Across the Atlantic, hedge funds and money managers have been buying U.S. diesel futures and options, increasing their position by 13 million barrels over the last three weeks. Kemp suggests this is a signal that the economic outlook of U.S. traders is brighter than that of their European peers.
It might be that U.S. traders are simply looking to profit from the diesel shortage Kemp himself wrote about earlier this month. He noted that U.S. distillate fuel inventories have fallen to critical levels, and it would take a recession to remedy things by destroying demand. Otherwise, diesel prices will only continue rising and traders would buy diesel futures.
Be that as it may, the danger of recession in Europe is certainly a lot more serious from an energy perspective. Unlike the U.S., which is rather self-sufficient when it comes to natural gas, Europe has revealed itself to be as embarrassingly dependent on imports of the commodity. A dash for gas has followed, where Europe is scouring the world for friendly gas, under a spot contract, if possible. It has not always been possible.
As a result of this, Europe is now diverting cargoes from Asia, which is not making it any friends there, and trying to consume less energy. Thanks to excessive prices, it is consuming less energy. Germany is preparing for energy rationing for industrial users and encouraging household austerity. Spain is mandating air-conditioners be kept at 27 degrees or above. And Norway just announced that it would curb its electricity exports to the EU.
Norwegian electricity normally goes to the UK, Germany, the Netherlands, and Denmark. However, hydropower output, which accounts for the bulk of Norway’s total electricity output, has been low this year, and the country is trying to secure local sufficiency. More bad news for struggling Europe, where renewable power output remains uneven.
The picture is not pretty, and earlier this month, the IMF signaled it could become even worse as it advised European governments to pass on the additional energy costs to consumers to encourage energy savings. The fund argued that financial aid only keeps energy consumption high when it should be going down.

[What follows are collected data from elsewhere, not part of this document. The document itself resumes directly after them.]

//! Error types
//!
//! Defines the storage error and the coarse failure taxonomy callers can match on.

use std::fmt;
use std::io;
use std::path::{Path, PathBuf};

/// Coarse failure classes every [`StorageError`] falls into.
#[derive(Debug, Clone, Copy, PartialEq, Eq)]
pub enum ErrorKind {
    Unmounted,
    NotFound,
    Io,
    Decode,
}

impl fmt::Display for ErrorKind {
    fn fmt(&self, f: &mut fmt::Formatter<'_>) -> fmt::Result {
        match self {
            ErrorKind::Unmounted => write!(f, "unmounted"),
            ErrorKind::NotFound => write!(f, "not found"),
            ErrorKind::Io => write!(f, "i/o failure"),
            ErrorKind::Decode => write!(f, "decode failure"),
        }
    }
}

/// Storage module errors
#[derive(Debug, thiserror::Error)]
pub enum StorageError {
    #[error("External storage is not mounted")]
    Unmounted,

    #[error("File not found: {}", .0.display())]
    NotFound(PathBuf),

    #[error("Not a regular file: {}", .0.display())]
    NotAFile(PathBuf),

    #[error("Path escapes its base directory: {0}")]
    PathEscape(String),

    #[error("Private directory is unavailable")]
    NoPrivateDir,

    #[error("IO error on {}: {source}", path.display())]
    Io {
        path: PathBuf,
        #[source]
        source: io::Error,
    },

    #[error("Failed to decode image: {0}")]
    Decode(#[source] image::ImageError),

    #[error("Failed to encode image: {0}")]
    Encode(#[source] image::ImageError),
}

impl StorageError {
    /// Wraps an I/O error, promoting `NotFound` to [`StorageError::NotFound`].
    pub fn io(path: &Path, source: io::Error) -> Self {
        if source.kind() == io::ErrorKind::NotFound {
            StorageError::NotFound(path.to_path_buf())
        } else {
            StorageError::Io {
                path: path.to_path_buf(),
                source,
            }
        }
    }

    /// Classifies this error into the coarse taxonomy.
    pub fn kind(&self) -> ErrorKind {
        match self {
            StorageError::Unmounted => ErrorKind::Unmounted,
            StorageError::NotFound(_) | StorageError::NotAFile(_) => ErrorKind::NotFound,
            StorageError::Decode(_) => ErrorKind::Decode,
            StorageError::PathEscape(_)
            | StorageError::NoPrivateDir
            | StorageError::Io { .. }
            | StorageError::Encode(_) => ErrorKind::Io,
        }
    }
}

/// Result alias used throughout the crate
pub type StorageResult<T> = Result<T, StorageError>;

#[cfg(test)]
mod tests {
    use super::*;

    #[test]
    fn test_io_not_found_is_promoted() {
        let err = StorageError::io(
            Path::new("/sd/missing.bin"),
            io::Error::new(io::ErrorKind::NotFound, "gone"),
        );
        assert!(matches!(err, StorageError::NotFound(_)));
        assert_eq!(err.kind(), ErrorKind::NotFound);
    }

    #[test]
    fn test_io_other_stays_io() {
        let err = StorageError::io(
            Path::new("/sd/locked.bin"),
            io::Error::new(io::ErrorKind::PermissionDenied, "denied"),
        );
        assert_eq!(err.kind(), ErrorKind::Io);
        assert!(err.to_string().contains("/sd/locked.bin"));
    }

    #[test]
    fn test_unmounted_kind() {
        assert_eq!(StorageError::Unmounted.kind(), ErrorKind::Unmounted);
        assert_eq!(ErrorKind::Unmounted.to_string(), "unmounted");
    }
}
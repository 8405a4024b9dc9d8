//! Private-directory resolution
//!
//! A [`StorageContext`] stands in for the embedding application's handle and
//! resolves its app-scoped "files" and "cache" areas on the external volume.

use std::path::{Path, PathBuf};

use crate::config::StorageConfig;

/// Platform private-directory resolver
pub trait StorageContext {
    /// The persistent private area, optionally subdivided by `kind`.
    fn files_dir(&self, kind: Option<&str>) -> Option<PathBuf>;

    /// The reclaimable private area.
    fn cache_dir(&self) -> Option<PathBuf>;
}

/// Private directories laid out as `{root}/Android/data/{package}/{files,cache}`.
#[derive(Debug, Clone)]
pub struct AppDataDirs {
    base: PathBuf,
}

impl AppDataDirs {
    /// Lay out the private directories of `package` on the volume at `root`
    pub fn on_volume(root: &Path, package: &str) -> Self {
        Self {
            base: root.join("Android").join("data").join(package),
        }
    }

    /// Private directories for the configured root and package
    pub fn from_config(config: &StorageConfig) -> Self {
        Self::on_volume(&config.root_path(), &config.package)
    }

    /// `{root}/Android/data/{package}`
    pub fn base(&self) -> &Path {
        &self.base
    }
}

impl StorageContext for AppDataDirs {
    fn files_dir(&self, kind: Option<&str>) -> Option<PathBuf> {
        let files = self.base.join("files");
        match kind {
            Some(kind) if !kind.is_empty() => Some(files.join(kind)),
            _ => Some(files),
        }
    }

    fn cache_dir(&self) -> Option<PathBuf> {
        Some(self.base.join("cache"))
    }
}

Meanwhile, Nomura analysts recently forecast that the eurozone, along with the UK, the U.S., South Korea, Australia, and Canada, are among the countries facing recession in 2023.
“Right now central banks, many of them have shifted to essentially a single mandate — and that’s to get inflation down. Monetary policy credibility is too precious an asset to lose. So they’re going to be very aggressive,” Nomura’s head of global markets research, Rob Subbaraman, said last month.
Add to this central bank aggressiveness the equally aggressive stance the EU is taking in its standoff with Russia, and there’s a recipe for recession right there.
Reuters’ Kemp predicted that at least four European economies will fall into a recession before the year’s end. Unfortunately, it’s the four largest – Germany, France, Italy, and Britain – which means the pain will be felt across the bloc and the rest of Europe, too. The silver lining: fuel prices might begin to fall once a recession settles in.